The Memorandum of Understanding requires Cyprus to implement a number of major reforms.  Many of those are much-needed, by Cyprus’ own admission; they have been considered and debated by the Cypriot political system, but never carried through to fruition. Examples include the national health system, social security, tax collection, local government, property titles, semi-governmental organizations, and public administration. The MoU provides an opportunity and the seemingly necessary outside pressure to push ahead with reforms that will modernize the economy, increase efficiency and improve competitiveness.

Public sector reform is particularly important. In the World Bank’s 2014 Doing Business report, Cyprus ranks 39th in the world overall but scores much lower in several aspects of public service provision: 86th in dealing with construction permits, 108th in getting electricity, 103rd in registering property, and 110th in enforcing contracts. These are unacceptable outcomes for a country that markets itself as a business center.

Beyond the MoU, Cyprus needs to refocus its economy and correct the economic distortions that built up over many decades and culminated in the boom and bust of the 2000s. The image of Cyprus as a business and financial center took a big hit in March 2013. But the sector has held up very well and there was no mass exodus of international businesses. This remarkable resilience pays tribute to the quality of services provided by Cyprus’ accountants, lawyers and financial advisors and gives hope that Cyprus can maintain and build on its status as a business center. In order to do so, Cyprus must do three things:
  • First, it should focus on the provision of business services and play down the financial dimension (which was probably exaggerated anyway). As a business center Cyprus can continue to provide good quality and cost-effective legal, accounting and other services without requiring a large domestic banking sector and the associated risks. 
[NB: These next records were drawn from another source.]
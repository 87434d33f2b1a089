//! Names with trailing `#tags`, e.g. `Alice#admin#ops`.

use crate::dom::{DomError, Element, Span};
use crate::util::color::Palette;
use log::trace;

pub const TAG_DELIMITER: char = '#';

#[derive(Debug, Clone, PartialEq, Eq)]
pub struct TaggedName<'a> {
    pub base: &'a str,
    /// Raw tags in input order, untrimmed.
    pub tags: Vec<&'a str>,
}

impl<'a> TaggedName<'a> {
    pub fn parse(input: &'a str) -> Self {
        let mut parts = input.split(TAG_DELIMITER);
        // `split` always yields at least one item.
        let base = parts.next().unwrap_or_default();
        Self {
            base,
            tags: parts.collect(),
        }
    }

    /// One colored span per tag, text kept verbatim.
    pub fn spans(&self, palette: &Palette) -> Vec<Span> {
        self.tags
            .iter()
            .map(|tag| Span {
                text: format!("{TAG_DELIMITER}{tag}"),
                color: palette.color_for(tag).to_string(),
            })
            .collect()
    }
}

/// Rewrites `element` as its base name followed by a colored span per tag.
///
/// `None` selects [`Palette::default`].
pub fn render_name<E: Element + ?Sized>(
    element: &E,
    palette: Option<&Palette>,
) -> Result<(), DomError> {
    let default_palette;
    let palette = match palette {
        Some(palette) => palette,
        None => {
            default_palette = Palette::default();
            &default_palette
        }
    };
    let text = element.text();
    let name = TaggedName::parse(&text);
    element.set_text(name.base);
    for span in name.spans(palette) {
        trace!("Appending tag `{}` in {}", span.text, span.color);
        element.append_span(&span)?;
    }
    Ok(())
}
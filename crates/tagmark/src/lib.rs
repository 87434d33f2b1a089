pub mod bindings;
pub mod components;
pub mod dom;
pub mod markdown;
pub mod tagged_name;
pub mod util;

pub use markdown::{MARKDOWN_CLASS, MarkdownRenderer, SanitizedHtml, render_markdown};
pub use tagged_name::{TaggedName, render_name};
pub use util::color::Palette;
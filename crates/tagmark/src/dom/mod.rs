//! Host element tree abstraction.
//!
//! Renderers only see these traits. [`web`] binds them to `web-sys`,
//! `memory` is a detached tree the renderer tests run against.

#[cfg(test)]
pub mod memory;
pub mod web;

use crate::markdown::SanitizedHtml;

#[derive(Debug, thiserror::Error)]
pub enum DomError {
    #[error("element is not attached to a document")]
    Detached,
    #[error("unexpected node type, expected `{0}`")]
    UnexpectedNode(&'static str),
    #[error("DOM call failed: {0}")]
    Js(String),
}

/// Inline child appended after the text of an element.
#[derive(Debug, Clone, PartialEq, Eq)]
pub struct Span {
    pub text: String,
    /// CSS `color` value.
    pub color: String,
}

pub trait Element {
    /// Rendered plain text of the element.
    fn text(&self) -> String;

    /// Replaces all children with a single text node.
    fn set_text(&self, text: &str);

    /// Replaces all children with already sanitized markup.
    fn set_html(&self, html: &SanitizedHtml);

    fn append_span(&self, span: &Span) -> Result<(), DomError>;
}

pub trait Document {
    type Element: Element;

    /// Elements carrying `class`, in document order.
    ///
    /// The result is a snapshot: mutating the returned elements must not
    /// change which elements it contains.
    fn elements_by_class(&self, class: &str) -> Result<Vec<Self::Element>, DomError>;
}
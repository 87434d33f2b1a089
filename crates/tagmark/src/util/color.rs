//! Deterministic tag coloring.
//!
//! A tag is mapped onto a fixed palette by a 32-bit string hash, so the same
//! tag gets the same color on every page and in every session.

use serde::Deserialize;
use std::rc::Rc;

/// Built-in palette, chosen to stay readable on a light background.
pub const DEFAULT_COLORS: [&str; 17] = [
    "Crimson",
    "PaleVioletRed",
    "OrangeRed",
    "Violet",
    "BlueViolet",
    "RebeccaPurple",
    "Indigo",
    "SlateBlue",
    "MediumSeaGreen",
    "CadetBlue",
    "CornflowerBlue",
    "DarkGoldenrod",
    "Peru",
    "Sienna",
    "Brown",
    "LightSlateGray",
    "DarkSlateGray",
];

#[derive(Debug, thiserror::Error, PartialEq, Eq)]
pub enum PaletteError {
    #[error("palette must contain at least one color")]
    Empty,
}

/// Ordered, never empty list of CSS color values.
#[derive(Debug, Clone, PartialEq, Eq, Deserialize)]
#[serde(try_from = "Vec<String>")]
pub struct Palette(Rc<[String]>);

impl Palette {
    pub fn new(colors: impl IntoIterator<Item = impl Into<String>>) -> Result<Self, PaletteError> {
        let colors: Rc<[String]> = colors.into_iter().map(Into::into).collect();
        if colors.is_empty() {
            return Err(PaletteError::Empty);
        }
        Ok(Self(colors))
    }

    pub fn len(&self) -> usize {
        self.0.len()
    }

    pub fn is_empty(&self) -> bool {
        false
    }

    pub fn colors(&self) -> &[String] {
        &self.0
    }

    /// Color for a tag. The tag is trimmed before hashing.
    pub fn color_for(&self, tag: &str) -> &str {
        &self.0[self.index_for(tag)]
    }

    pub fn index_for(&self, tag: &str) -> usize {
        let hash = tag_hash(trim(tag)).cast_unsigned();
        // A palette longer than u32::MAX entries cannot be allocated in wasm32.
        let len = u32::try_from(self.0.len()).unwrap_or(u32::MAX);
        (hash % len) as usize
    }
}

impl Default for Palette {
    fn default() -> Self {
        Self(DEFAULT_COLORS.iter().map(|c| (*c).to_string()).collect())
    }
}

impl TryFrom<Vec<String>> for Palette {
    type Error = PaletteError;

    fn try_from(colors: Vec<String>) -> Result<Self, Self::Error> {
        Self::new(colors)
    }
}

/// 32-bit string hash over UTF-16 code units: `h = h * 31 + unit`, wrapping.
///
/// Matches the hash browsers compute with `(h << 5) - h + s.charCodeAt(i) | 0`,
/// so colors agree with any script-side rendering of the same tags.
pub fn tag_hash(s: &str) -> i32 {
    s.encode_utf16().fold(0i32, |hash, unit| {
        (hash << 5)
            .wrapping_sub(hash)
            .wrapping_add(i32::from(unit))
    })
}

/// Trims like `String.prototype.trim`: JS white space and line terminators.
pub fn trim(s: &str) -> &str {
    s.trim_matches(is_js_whitespace)
}

// ECMAScript WhiteSpace (TAB, VT, FF, ZWNBSP, Zs) and LineTerminator. Unlike
// `char::is_whitespace` this excludes U+0085.
fn is_js_whitespace(c: char) -> bool {
    matches!(
        c,
        '\t' | '\n'
            | '\u{b}'
            | '\u{c}'
            | '\r'
            | ' '
            | '\u{a0}'
            | '\u{1680}'
            | '\u{2000}'..='\u{200a}'
            | '\u{2028}'
            | '\u{2029}'
            | '\u{202f}'
            | '\u{205f}'
            | '\u{3000}'
            | '\u{feff}'
    )
}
  • Second, it should play down its low tax regime and focus on the quality of its services and the other benefits that are truly unique to it. Cyprus has well-trained and highly experienced professionals and a good legal framework (and its location is still great). It would also do well to specialize in particular niches – the success of shipping provides a good model. 
  • Third, it needs to become a model in implementing regulations on financial transparency, money laundering and tax evasion. The laxity of the 1990s still haunts Cyprus; a clean image can attract reputable businesses and bring many benefits to the country. 
It is often said that every crisis is an opportunity. It is a cliche, but it is a good one. Cyprus must use this opportunity to push through reforms that will correct the mistakes and excesses of the past and put the economy on a path of steady and sustainable growth.